In a joint press statement, the National Alliance of Journalists, Delhi Union of Journalists, Press Club of India, Kerala Union of Working Journalists, Press Association, Indian Women’s press Corps, Andhra Pradesh Working Journalists’ Federation and the Brihanmumbai Union of Journalists specifically criticised the deterioration of working conditions, including excessive working hours and inadequate compensation.

Their demands include restoring the Working Journalists’ Act, extending its coverage to digital media, and establishing an independent Media Commission to address journalists’ welfare and harassment.

The organisations also emphasised the crucial social role played by journalism and the need for stronger protections for journalists’ rights.

“The day is an occasion to reflect on the collective achievements of the Indian press, especially that of the working journalists and press workers over the years. Despite epochal developments like the constitution of the first National Press Commission that led to the enactment of the Working Journalists’ Act, 1955 and the Press Council, in recent years, the press as a whole has seen several setbacks in the form of arbitrary lay-offs, unfair labour practices and deteriorating working conditions. Bodies like the Press Council have been rendered redundant over the years. The press, just as it was censored during the British Raj under one pretext or the other, faces similar pressures. Additionally, its corporatization poses a severe threat to the rights of journalists and to the nature of journalism itself,” said the joint statement.

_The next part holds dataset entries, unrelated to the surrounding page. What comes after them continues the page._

use std::fmt;

use chrono::{DateTime, Utc};
use serde::Serialize;

#[derive(Debug, Clone, Copy, PartialEq, Eq, Serialize)]
pub enum RunStage {
    Planning,
    Scraping,
    Enriching,
    Classifying,
    Persisting,
    Reporting,
    Done,
    Cancelled,
}

impl RunStage {
    pub fn is_terminal(&self) -> bool {
        matches!(self, RunStage::Done | RunStage::Cancelled)
    }

    /// Next stage of a run that was not cancelled.
    pub fn next(&self) -> RunStage {
        match self {
            RunStage::Planning => RunStage::Scraping,
            RunStage::Scraping => RunStage::Enriching,
            RunStage::Enriching => RunStage::Classifying,
            RunStage::Classifying => RunStage::Persisting,
            RunStage::Persisting => RunStage::Reporting,
            RunStage::Reporting => RunStage::Done,
            RunStage::Done => RunStage::Done,
            RunStage::Cancelled => RunStage::Cancelled,
        }
    }
}

impl fmt::Display for RunStage {
    fn fmt(&self, f: &mut fmt::Formatter<'_>) -> fmt::Result {
        fmt::Debug::fmt(self, f)
    }
}

#[derive(Debug, Clone, PartialEq, Serialize)]
pub struct ProgressEvent {
    pub stage: RunStage,
    pub items_done: usize,
    pub items_total: usize,
    pub current_item: Option<String>,
    pub failure_count: usize,
}

#[derive(Debug, Clone, PartialEq, Default, Serialize)]
pub struct RunSummary {
    pub total_leads: usize,
    pub new_leads: usize,
    pub failed_tasks: usize,
    pub failed_enrichments: usize,
    pub listings_scraped: usize,
    pub known_skipped: usize,
    pub parse_failures: usize,
    pub persistence_failures: usize,
    pub emails_found: usize,
    pub social_found: usize,
    pub cancelled: bool,
    pub started_at: Option<DateTime<Utc>>,
    pub finished_at: Option<DateTime<Utc>>,
}

impl RunSummary {
    pub fn failure_count(&self) -> usize {
        self.failed_tasks + self.failed_enrichments + self.parse_failures + self.persistence_failures
    }
}

#[derive(Debug, Clone, PartialEq, Serialize)]
pub enum RunEvent {
    Progress(ProgressEvent),
    TaskFailed { task: String, attempts: u32, reason: String },
    Fatal(String),
    Summary(RunSummary),
}

#[cfg(test)]
mod tests {
    use super::RunStage;

    #[test]
    fn stages_advance_in_order_until_done() {
        let mut stage = RunStage::Planning;
        let mut seen = vec![stage];
        while !stage.is_terminal() {
            stage = stage.next();
            seen.push(stage);
        }

        assert_eq!(
            seen,
            vec![
                RunStage::Planning,
                RunStage::Scraping,
                RunStage::Enriching,
                RunStage::Classifying,
                RunStage::Persisting,
                RunStage::Reporting,
                RunStage::Done,
            ]
        );
        assert_eq!(RunStage::Cancelled.next(), RunStage::Cancelled);
    }
}
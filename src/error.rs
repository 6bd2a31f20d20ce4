use thiserror::Error;

#[derive(Debug, Clone, Error)]
pub enum ScrapeError {
    #[error("Transient network error: {0}")]
    TransientNetwork(String),

    #[error("Browser session crashed: {0}")]
    SessionCrash(String),

    #[error("Failed to parse listing {map_id}: {message}")]
    Parse { map_id: String, message: String },

    #[error("Could not launch a browser session after {attempts} attempts: {message}")]
    PoolExhausted { attempts: u32, message: String },

    #[error("Cancelled")]
    Cancelled,
}

impl ScrapeError {
    /// Errors after which the task may be retried on a fresh session.
    pub fn is_retryable(&self) -> bool {
        matches!(
            self,
            ScrapeError::TransientNetwork(_) | ScrapeError::SessionCrash(_)
        )
    }
}

impl From<thirtyfour::error::WebDriverError> for ScrapeError {
    fn from(err: thirtyfour::error::WebDriverError) -> Self {
        let message = err.to_string();
        let lowered = message.to_lowercase();
        if lowered.contains("timeout") || lowered.contains("timed out") {
            ScrapeError::TransientNetwork(message)
        } else {
            ScrapeError::SessionCrash(message)
        }
    }
}

#[derive(Debug, Error)]
pub enum StoreError {
    #[error("Lead store unavailable: {0}")]
    Unavailable(String),

    #[error("Failed to write lead {fingerprint}: {message}")]
    Write {
        fingerprint: String,
        message: String,
    },
}

impl StoreError {
    pub fn is_fatal(&self) -> bool {
        matches!(self, StoreError::Unavailable(_))
    }

    pub fn from_sqlx(fingerprint: &str, err: sqlx::Error) -> Self {
        match err {
            sqlx::Error::PoolTimedOut | sqlx::Error::PoolClosed | sqlx::Error::Io(_) => {
                StoreError::Unavailable(err.to_string())
            }
            other => StoreError::Write {
                fingerprint: fingerprint.to_string(),
                message: other.to_string(),
            },
        }
    }
}

#[derive(Debug, Clone, Error)]
pub enum FetchError {
    #[error("Transient fetch error: {0}")]
    Transient(String),

    #[error("Fetch failed: {0}")]
    Permanent(String),
}

impl From<reqwest::Error> for FetchError {
    fn from(err: reqwest::Error) -> Self {
        if err.is_redirect() || err.is_builder() {
            return FetchError::Permanent(err.to_string());
        }
        if err.is_timeout() || err.is_connect() || err.is_request() || err.is_body() {
            return FetchError::Transient(err.to_string());
        }
        match err.status() {
            Some(status) if status.as_u16() == 429 || status.is_server_error() => {
                FetchError::Transient(err.to_string())
            }
            _ => FetchError::Permanent(err.to_string()),
        }
    }
}

#[derive(Debug, Error)]
pub enum PipelineError {
    #[error(transparent)]
    PoolExhausted(ScrapeError),

    #[error(transparent)]
    StoreUnavailable(StoreError),
}

#[derive(Debug, Error)]
pub enum ExportError {
    #[error("Failed to write {path}: {source}")]
    Io {
        path: String,
        source: std::io::Error,
    },

    #[error("Failed to write csv row: {0}")]
    Csv(#[from] csv::Error),
}
use std::collections::{BTreeMap, BTreeSet};

use chrono::{DateTime, Utc};
use itertools::Itertools;
use sqlx::SqliteConnection;

use crate::domain::{
    category::Category, email::EmailAddress, fingerprint::Fingerprint, html_tag::SocialNetwork,
    lead::Lead,
    listing::ServiceOptions,
};

const EMAIL_DELIMITER: &str = ";";

#[derive(sqlx::FromRow)]
struct LeadRow {
    fingerprint: String,
    name: String,
    address: String,
    phone: Option<String>,
    website: Option<String>,
    category: String,
    emails: String,
    facebook: Option<String>,
    instagram: Option<String>,
    twitter: Option<String>,
    linkedin: Option<String>,
    rating: Option<f64>,
    reviews_count: Option<i64>,
    opens_at: Option<String>,
    in_store_shopping: bool,
    in_store_pickup: bool,
    delivery: bool,
    introduction: Option<String>,
    map_id: Option<String>,
    source_url: Option<String>,
    first_seen: DateTime<Utc>,
    last_seen: DateTime<Utc>,
}

impl From<LeadRow> for Lead {
    fn from(row: LeadRow) -> Self {
        let emails: BTreeSet<EmailAddress> = row
            .emails
            .split(EMAIL_DELIMITER)
            .filter(|e| !e.is_empty())
            .filter_map(|e| EmailAddress::parse(e).ok())
            .collect();

        let social_links: BTreeMap<SocialNetwork, String> = [
            (SocialNetwork::Facebook, row.facebook),
            (SocialNetwork::Instagram, row.instagram),
            (SocialNetwork::Twitter, row.twitter),
            (SocialNetwork::Linkedin, row.linkedin),
        ]
        .into_iter()
        .filter_map(|(network, url)| url.map(|url| (network, url)))
        .collect();

        let category = row.category.parse().unwrap_or_else(|e| {
            log::warn!("Stored lead {} has {}", row.fingerprint, e);
            Category::Uncategorized
        });

        Lead {
            fingerprint: Fingerprint::from_stored(row.fingerprint),
            name: row.name,
            address: row.address,
            phone: row.phone,
            website: row.website,
            rating: row.rating.map(|r| r as f32),
            reviews_count: row.reviews_count.and_then(|c| u32::try_from(c).ok()),
            opens_at: row.opens_at,
            service_options: ServiceOptions {
                in_store_shopping: row.in_store_shopping,
                in_store_pickup: row.in_store_pickup,
                delivery: row.delivery,
            },
            introduction: row.introduction,
            map_id: row.map_id,
            source_url: row.source_url,
            emails,
            social_links,
            category,
            first_seen: row.first_seen,
            last_seen: row.last_seen,
        }
    }
}

pub async fn get_lead(
    con: &mut SqliteConnection,
    fingerprint: &Fingerprint,
) -> Result<Option<Lead>, sqlx::Error> {
    let row = sqlx::query_as::<_, LeadRow>(
        r"
        select
            *
        from
            leads
        where
            fingerprint = $1
        ",
    )
    .bind(fingerprint.as_str())
    .fetch_optional(&mut *con)
    .await?;

    Ok(row.map(Lead::from))
}

/// Writes the full record, replacing whatever is stored under its fingerprint.
pub async fn upsert_lead(con: &mut SqliteConnection, lead: &Lead) -> Result<(), sqlx::Error> {
    let emails = lead.emails.iter().map(|e| e.as_str()).join(EMAIL_DELIMITER);

    sqlx::query(
        r"
        insert into leads
            (fingerprint, name, address, phone, website, category, emails,
             facebook, instagram, twitter, linkedin, rating, reviews_count, opens_at,
             in_store_shopping, in_store_pickup, delivery, introduction, map_id,
             source_url, first_seen, last_seen)
        values
            ($1, $2, $3, $4, $5, $6, $7, $8, $9, $10, $11, $12, $13, $14, $15, $16,
             $17, $18, $19, $20, $21, $22)
        on conflict (fingerprint) do update set
            name = excluded.name,
            address = excluded.address,
            phone = excluded.phone,
            website = excluded.website,
            category = excluded.category,
            emails = excluded.emails,
            facebook = excluded.facebook,
            instagram = excluded.instagram,
            twitter = excluded.twitter,
            linkedin = excluded.linkedin,
            rating = excluded.rating,
            reviews_count = excluded.reviews_count,
            opens_at = excluded.opens_at,
            in_store_shopping = excluded.in_store_shopping,
            in_store_pickup = excluded.in_store_pickup,
            delivery = excluded.delivery,
            introduction = excluded.introduction,
            map_id = excluded.map_id,
            source_url = excluded.source_url,
            last_seen = excluded.last_seen
        ",
    )
    .bind(lead.fingerprint.as_str())
    .bind(&lead.name)
    .bind(&lead.address)
    .bind(&lead.phone)
    .bind(&lead.website)
    .bind(lead.category.as_str())
    .bind(emails)
    .bind(lead.social_link(SocialNetwork::Facebook))
    .bind(lead.social_link(SocialNetwork::Instagram))
    .bind(lead.social_link(SocialNetwork::Twitter))
    .bind(lead.social_link(SocialNetwork::Linkedin))
    .bind(lead.rating.map(f64::from))
    .bind(lead.reviews_count.map(i64::from))
    .bind(&lead.opens_at)
    .bind(lead.service_options.in_store_shopping)
    .bind(lead.service_options.in_store_pickup)
    .bind(lead.service_options.delivery)
    .bind(&lead.introduction)
    .bind(&lead.map_id)
    .bind(&lead.source_url)
    .bind(lead.first_seen)
    .bind(lead.last_seen)
    .execute(&mut *con)
    .await?;

    Ok(())
}

pub async fn count_leads(con: &mut SqliteConnection) -> Result<i64, sqlx::Error> {
    sqlx::query_scalar::<_, i64>("select count(*) from leads")
        .fetch_one(&mut *con)
        .await
}

pub async fn get_all_leads(con: &mut SqliteConnection) -> Result<Vec<Lead>, sqlx::Error> {
    let rows = sqlx::query_as::<_, LeadRow>(
        r"
        select
            *
        from
            leads
        order by
            first_seen, name
        ",
    )
    .fetch_all(&mut *con)
    .await?;

    Ok(rows.into_iter().map(Lead::from).collect())
}

pub async fn delete_all_leads(con: &mut SqliteConnection) -> Result<u64, sqlx::Error> {
    let result = sqlx::query("delete from leads").execute(&mut *con).await?;
    Ok(result.rows_affected())
}
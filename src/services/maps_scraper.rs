use std::{
    collections::{HashSet, VecDeque},
    time::Duration,
};

use futures::{stream, Stream};

use crate::{
    configuration::BrowserSettings,
    domain::{
        listing::{ListingCard, RawListing},
        search_task::SearchTask,
    },
    error::ScrapeError,
    services::{droid::BrowserDriver, session_pool::Session},
};

pub struct ListingExtractor {
    max_scroll_attempts: u32,
    scroll_pause: Duration,
    navigation_timeout: Duration,
    detail_timeout: Duration,
}

struct Cursor<'a, D: BrowserDriver> {
    driver: &'a D,
    session: &'a mut Session<D::Handle>,
    cards: Option<VecDeque<ListingCard>>,
    yielded: usize,
    finished: bool,
}

impl ListingExtractor {
    pub fn new(settings: &BrowserSettings) -> Self {
        ListingExtractor {
            max_scroll_attempts: settings.max_scroll_attempts,
            scroll_pause: settings.scroll_pause(),
            navigation_timeout: settings.navigation_timeout(),
            detail_timeout: settings.detail_timeout(),
        }
    }

    /// Lazily yields up to `target` listings for a search.
    ///
    /// Cards whose map id is in `seen` are skipped. A `Parse` error is yielded
    /// for a card that could not be read and extraction moves on; any other
    /// error is yielded once and ends the stream.
    pub fn extract<'a, D: BrowserDriver>(
        &'a self,
        driver: &'a D,
        session: &'a mut Session<D::Handle>,
        task: &'a SearchTask,
        target: usize,
        seen: &'a HashSet<String>,
    ) -> impl Stream<Item = Result<RawListing, ScrapeError>> + 'a {
        let cursor = Cursor {
            driver,
            session,
            cards: None,
            yielded: 0,
            finished: target == 0,
        };

        stream::unfold(cursor, move |mut cursor| async move {
            if cursor.finished || cursor.yielded >= target {
                return None;
            }

            if cursor.cards.is_none() {
                match self
                    .reveal_cards(cursor.driver, cursor.session, task, target, seen)
                    .await
                {
                    Ok(cards) => {
                        log::info!(
                            "{} unseen listings revealed for '{}'",
                            cards.len(),
                            task.search_text
                        );
                        cursor.cards = Some(cards.into());
                    }
                    Err(e) => {
                        cursor.finished = true;
                        return Some((Err(e), cursor));
                    }
                }
            }

            let card = cursor.cards.as_mut()?.pop_front()?;
            match self.read_listing(cursor.driver, cursor.session, &card).await {
                Ok(listing) => {
                    cursor.yielded += 1;
                    Some((Ok(listing), cursor))
                }
                Err(e @ ScrapeError::Parse { .. }) => {
                    log::warn!("Skipping listing: {}", e);
                    Some((Err(e), cursor))
                }
                Err(e) => {
                    cursor.finished = true;
                    Some((Err(e), cursor))
                }
            }
        })
    }

    async fn reveal_cards<D: BrowserDriver>(
        &self,
        driver: &D,
        session: &mut Session<D::Handle>,
        task: &SearchTask,
        target: usize,
        seen: &HashSet<String>,
    ) -> Result<Vec<ListingCard>, ScrapeError> {
        session.pace().await;
        tokio::time::timeout(
            self.navigation_timeout,
            driver.open_search(session.handle(), task),
        )
        .await
        .map_err(|_| {
            ScrapeError::TransientNetwork(format!("timed out loading '{}'", task.search_text))
        })??;

        let mut previous = 0;
        let mut stale_scrolls = 0;
        let mut reached_end = false;

        loop {
            let cards: Vec<ListingCard> = driver
                .visible_cards(session.handle())
                .await?
                .into_iter()
                .filter(|card| !seen.contains(&card.map_id()))
                .collect();

            stale_scrolls = match cards.len() > previous {
                true => 0,
                false => stale_scrolls + 1,
            };
            previous = cards.len();

            if cards.len() >= target || reached_end || stale_scrolls > self.max_scroll_attempts {
                return Ok(cards);
            }

            reached_end = driver.scroll_feed(session.handle()).await?;
            if !self.scroll_pause.is_zero() {
                tokio::time::sleep(self.scroll_pause).await;
            }
        }
    }

    async fn read_listing<D: BrowserDriver>(
        &self,
        driver: &D,
        session: &mut Session<D::Handle>,
        card: &ListingCard,
    ) -> Result<RawListing, ScrapeError> {
        session.pace().await;
        let details = tokio::time::timeout(
            self.detail_timeout,
            driver.read_place(session.handle(), card),
        )
        .await
        .map_err(|_| {
            ScrapeError::TransientNetwork(format!("timed out reading {}", card.place_url))
        })??;

        RawListing::from_details(card, details)
    }
}
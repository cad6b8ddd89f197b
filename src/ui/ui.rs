use ratatui::{
    Frame,
    layout::{Alignment, Constraint, Direction, Layout, Rect},
    style::{Color, Modifier, Style},
    text::{Line, Span},
    widgets::{Block, Borders, List, ListItem, ListState, Paragraph},
};
use ratatui_image::{Resize, StatefulImage, picker::Picker, protocol::StatefulProtocol};

use crate::backend::bookmarks::Bookmarks;
use crate::backend::session::{Session, Spread};

#[derive(Clone, Copy, PartialEq, Eq, Default)]
pub enum AppState {
    #[default]
    Idle,
    Loading,
    Reading,
}

pub struct App {
    pub state: AppState,
    pub message: String,
    pub title: String,
    pub status: String,
    /// Path or URL being typed after pressing `o`.
    pub input: Option<String>,
    pub picker: Option<Picker>,
    pub pages: Vec<StatefulProtocol>,
    /// Selected row while the bookmark list is shown.
    pub bookmark_cursor: Option<usize>,
    pub bookmark_labels: Vec<String>,
}

impl Default for App {
    fn default() -> Self {
        Self::new()
    }
}

impl App {
    pub fn new() -> Self {
        let picker = Picker::from_query_stdio().ok();

        Self {
            state: AppState::Idle,
            message: "Press o to open a directory, archive or URL".to_string(),
            title: "Comic Reader".to_string(),
            status: String::new(),
            input: None,
            picker,
            pages: Vec::new(),
            bookmark_cursor: None,
            bookmark_labels: Vec::new(),
        }
    }

    pub fn list_bookmarks(&mut self, bookmarks: &Bookmarks) {
        self.bookmark_labels = bookmarks.list().iter().map(|b| b.label()).collect();
    }

    pub fn set_loading(&mut self, message: &str) {
        self.state = AppState::Loading;
        self.message = message.to_string();
    }

    pub fn show_error(&mut self, message: String) {
        log::error!("{}", message);
        self.message = message;
        if self.pages.is_empty() {
            self.state = AppState::Idle;
        } else {
            self.state = AppState::Reading;
        }
    }

    pub fn show(&mut self, session: &Session, spread: Spread) {
        self.pages.clear();
        if let Some(ref picker) = self.picker {
            self.pages.push(picker.new_resize_protocol((*spread.left).clone()));
            if let Some(right) = spread.right {
                self.pages.push(picker.new_resize_protocol((*right).clone()));
            }
        }
        self.state = AppState::Reading;
        self.message.clear();
        self.update_status(session);
    }

    pub fn update_status(&mut self, session: &Session) {
        let Some(archive) = session.archive() else {
            self.title = "Comic Reader".to_string();
            self.status.clear();
            return;
        };

        let position = session.position();
        let total = archive
            .len()
            .map_or_else(|| "?".to_string(), |len| len.to_string());
        let name = archive.name(position).unwrap_or_default();
        let marked = if session.jumpmarks().has(position) {
            " [marked]"
        } else {
            ""
        };

        self.title = archive.archive_name().to_string();
        self.status = format!(
            "Page {}/{}{} | {} | {} cached",
            position + 1,
            total,
            marked,
            name,
            session.cache().len()
        );
    }
}

pub fn ui(f: &mut Frame, app: &mut App) {
    let chunks = Layout::default()
        .direction(Direction::Vertical)
        .constraints([Constraint::Min(3), Constraint::Length(3)])
        .split(f.area());

    let block = Block::default()
        .borders(Borders::ALL)
        .title(app.title.clone())
        .border_style(Style::default().fg(Color::Cyan));
    let inner = block.inner(chunks[0]);
    f.render_widget(block, chunks[0]);

    match app.state {
        _ if app.bookmark_cursor.is_some() => draw_bookmarks(f, inner, app),
        AppState::Reading if !app.pages.is_empty() => draw_pages(f, inner, app),
        _ => draw_message(f, inner, app),
    }

    draw_footer(f, chunks[1], app);
}

fn draw_pages(f: &mut Frame, area: Rect, app: &mut App) {
    let count = app.pages.len() as u32;
    let columns = Layout::default()
        .direction(Direction::Horizontal)
        .constraints((0..count).map(|_| Constraint::Ratio(1, count)))
        .split(area);

    for (state, column) in app.pages.iter_mut().zip(columns.iter()) {
        let image = StatefulImage::new().resize(Resize::Fit(None));
        f.render_stateful_widget(image, *column, state);
    }
}

fn draw_bookmarks(f: &mut Frame, area: Rect, app: &App) {
    if app.bookmark_labels.is_empty() {
        let paragraph = Paragraph::new("No bookmarks yet, press b while reading")
            .style(Style::default().fg(Color::Gray))
            .alignment(Alignment::Center);
        f.render_widget(paragraph, area);
        return;
    }

    let items: Vec<ListItem> = app
        .bookmark_labels
        .iter()
        .map(|label| ListItem::new(label.as_str()))
        .collect();
    let list = List::new(items)
        .block(Block::default().title("Bookmarks"))
        .highlight_style(Style::default().fg(Color::Cyan).add_modifier(Modifier::BOLD))
        .highlight_symbol("> ");

    let mut state = ListState::default().with_selected(app.bookmark_cursor);
    f.render_stateful_widget(list, area, &mut state);
}

fn draw_message(f: &mut Frame, area: Rect, app: &App) {
    let center = Layout::default()
        .direction(Direction::Vertical)
        .constraints([
            Constraint::Percentage(45),
            Constraint::Length(1),
            Constraint::Percentage(45),
        ])
        .split(area);

    let style = match app.state {
        AppState::Loading => Style::default().fg(Color::Yellow),
        _ => Style::default().fg(Color::Gray),
    };
    let text = if app.message.is_empty() && app.picker.is_none() {
        "This terminal can't display images"
    } else {
        app.message.as_str()
    };
    let paragraph = Paragraph::new(Line::from(Span::styled(text, style))).alignment(Alignment::Center);
    f.render_widget(paragraph, center[1]);
}

fn draw_footer(f: &mut Frame, area: Rect, app: &App) {
    let line = if let Some(ref input) = app.input {
        Line::from(vec![
            Span::styled("Open: ", Style::default().add_modifier(Modifier::BOLD)),
            Span::raw(input.clone()),
            Span::styled("_", Style::default().fg(Color::Cyan)),
        ])
    } else if app.state == AppState::Reading {
        let mut spans = vec![Span::raw(app.status.clone())];
        if !app.message.is_empty() {
            spans.push(Span::styled(
                format!(" | {}", app.message),
                Style::default().fg(Color::Red),
            ));
        }
        Line::from(spans)
    } else {
        Line::from(Span::styled(
            "o: open  ←/→: page  Home/End  m: mark  [/]: cycle marks  r: return  b/B: bookmarks  q: quit",
            Style::default().fg(Color::DarkGray),
        ))
    };

    let footer = Paragraph::new(line).block(Block::default().borders(Borders::ALL));
    f.render_widget(footer, area);
}
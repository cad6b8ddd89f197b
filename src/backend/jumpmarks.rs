#[derive(Debug, Clone, Copy, PartialEq, Eq)]
pub enum CycleDirection {
    Backward,
    Forward,
}

#[derive(Debug, Default)]
struct Cycle {
    position: Option<usize>,
    return_page: Option<usize>,
}

/// User-placed marks on pages of the open archive, kept sorted.
#[derive(Debug, Default)]
pub struct Jumpmarks {
    marks: Vec<usize>,
    cycle: Cycle,
}

impl Jumpmarks {
    pub fn has(&self, page: usize) -> bool {
        self.marks.binary_search(&page).is_ok()
    }

    pub fn len(&self) -> usize {
        self.marks.len()
    }

    pub fn is_empty(&self) -> bool {
        self.marks.is_empty()
    }

    pub fn pages(&self) -> &[usize] {
        &self.marks
    }

    /// Marks `page` if unmarked and vice versa. Returns whether the page is
    /// marked afterwards.
    pub fn toggle(&mut self, page: usize) -> bool {
        match self.marks.binary_search(&page) {
            Ok(pos) => {
                self.marks.remove(pos);
                false
            }
            Err(pos) => {
                self.marks.insert(pos, page);
                true
            }
        }
    }

    /// Next mark to jump to, wrapping around at both ends. The first step of a
    /// cycle remembers `current` so it can be returned to.
    pub fn cycle(&mut self, direction: CycleDirection, current: usize) -> Option<usize> {
        if self.marks.is_empty() {
            return None;
        }
        let len = self.marks.len();
        let next = match (self.cycle.position, direction) {
            (None, CycleDirection::Forward) => {
                self.cycle.return_page = Some(current);
                0
            }
            (None, CycleDirection::Backward) => {
                self.cycle.return_page = Some(current);
                len - 1
            }
            (Some(pos), CycleDirection::Forward) => (pos + 1) % len,
            (Some(pos), CycleDirection::Backward) => (pos + len - 1) % len,
        };
        self.cycle.position = Some(next);
        Some(self.marks[next])
    }

    pub fn return_page(&self) -> Option<usize> {
        self.cycle.return_page
    }

    pub fn end_cycle(&mut self) {
        self.cycle = Cycle::default();
    }

    pub fn clear(&mut self) {
        self.marks.clear();
        self.end_cycle();
    }
}

#[cfg(test)]
mod tests {
    use super::*;

    #[test]
    fn test_toggle_keeps_sorted() {
        let mut marks = Jumpmarks::default();
        assert!(marks.toggle(9));
        assert!(marks.toggle(2));
        assert!(marks.toggle(5));
        assert_eq!(marks.pages(), &[2, 5, 9]);

        assert!(!marks.toggle(5));
        assert_eq!(marks.pages(), &[2, 9]);
        assert!(marks.has(9));
        assert!(!marks.has(5));
    }

    #[test]
    fn test_cycle_wraps_and_remembers_return_page() {
        let mut marks = Jumpmarks::default();
        marks.toggle(3);
        marks.toggle(10);

        assert_eq!(marks.cycle(CycleDirection::Forward, 6), Some(3));
        assert_eq!(marks.cycle(CycleDirection::Forward, 3), Some(10));
        assert_eq!(marks.cycle(CycleDirection::Forward, 10), Some(3));
        assert_eq!(marks.cycle(CycleDirection::Backward, 3), Some(10));
        assert_eq!(marks.return_page(), Some(6));

        marks.end_cycle();
        assert_eq!(marks.return_page(), None);
        assert_eq!(marks.cycle(CycleDirection::Backward, 0), Some(10));
    }

    #[test]
    fn test_cycle_without_marks() {
        let mut marks = Jumpmarks::default();
        assert_eq!(marks.cycle(CycleDirection::Forward, 0), None);
        assert_eq!(marks.return_page(), None);
    }
}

The organisations noted that journalists and press workers today are expected to work beyond the hours specified in the Working Journalists (Conditions of Service) and Miscellaneous Provisions Rules.

“Journalists are expected to be on call at all hours of the day and work simultaneously on the print, digital and electronic space – all within the same pay package. Even though the Act excludes editors, reporters, photo journalists and camera persons from ‘shift’ duties, some prominent media groups have introduced the biometric pattern of attendance, making physical presence of correspondents mandatory in office for a specified number of hours”, the statement added.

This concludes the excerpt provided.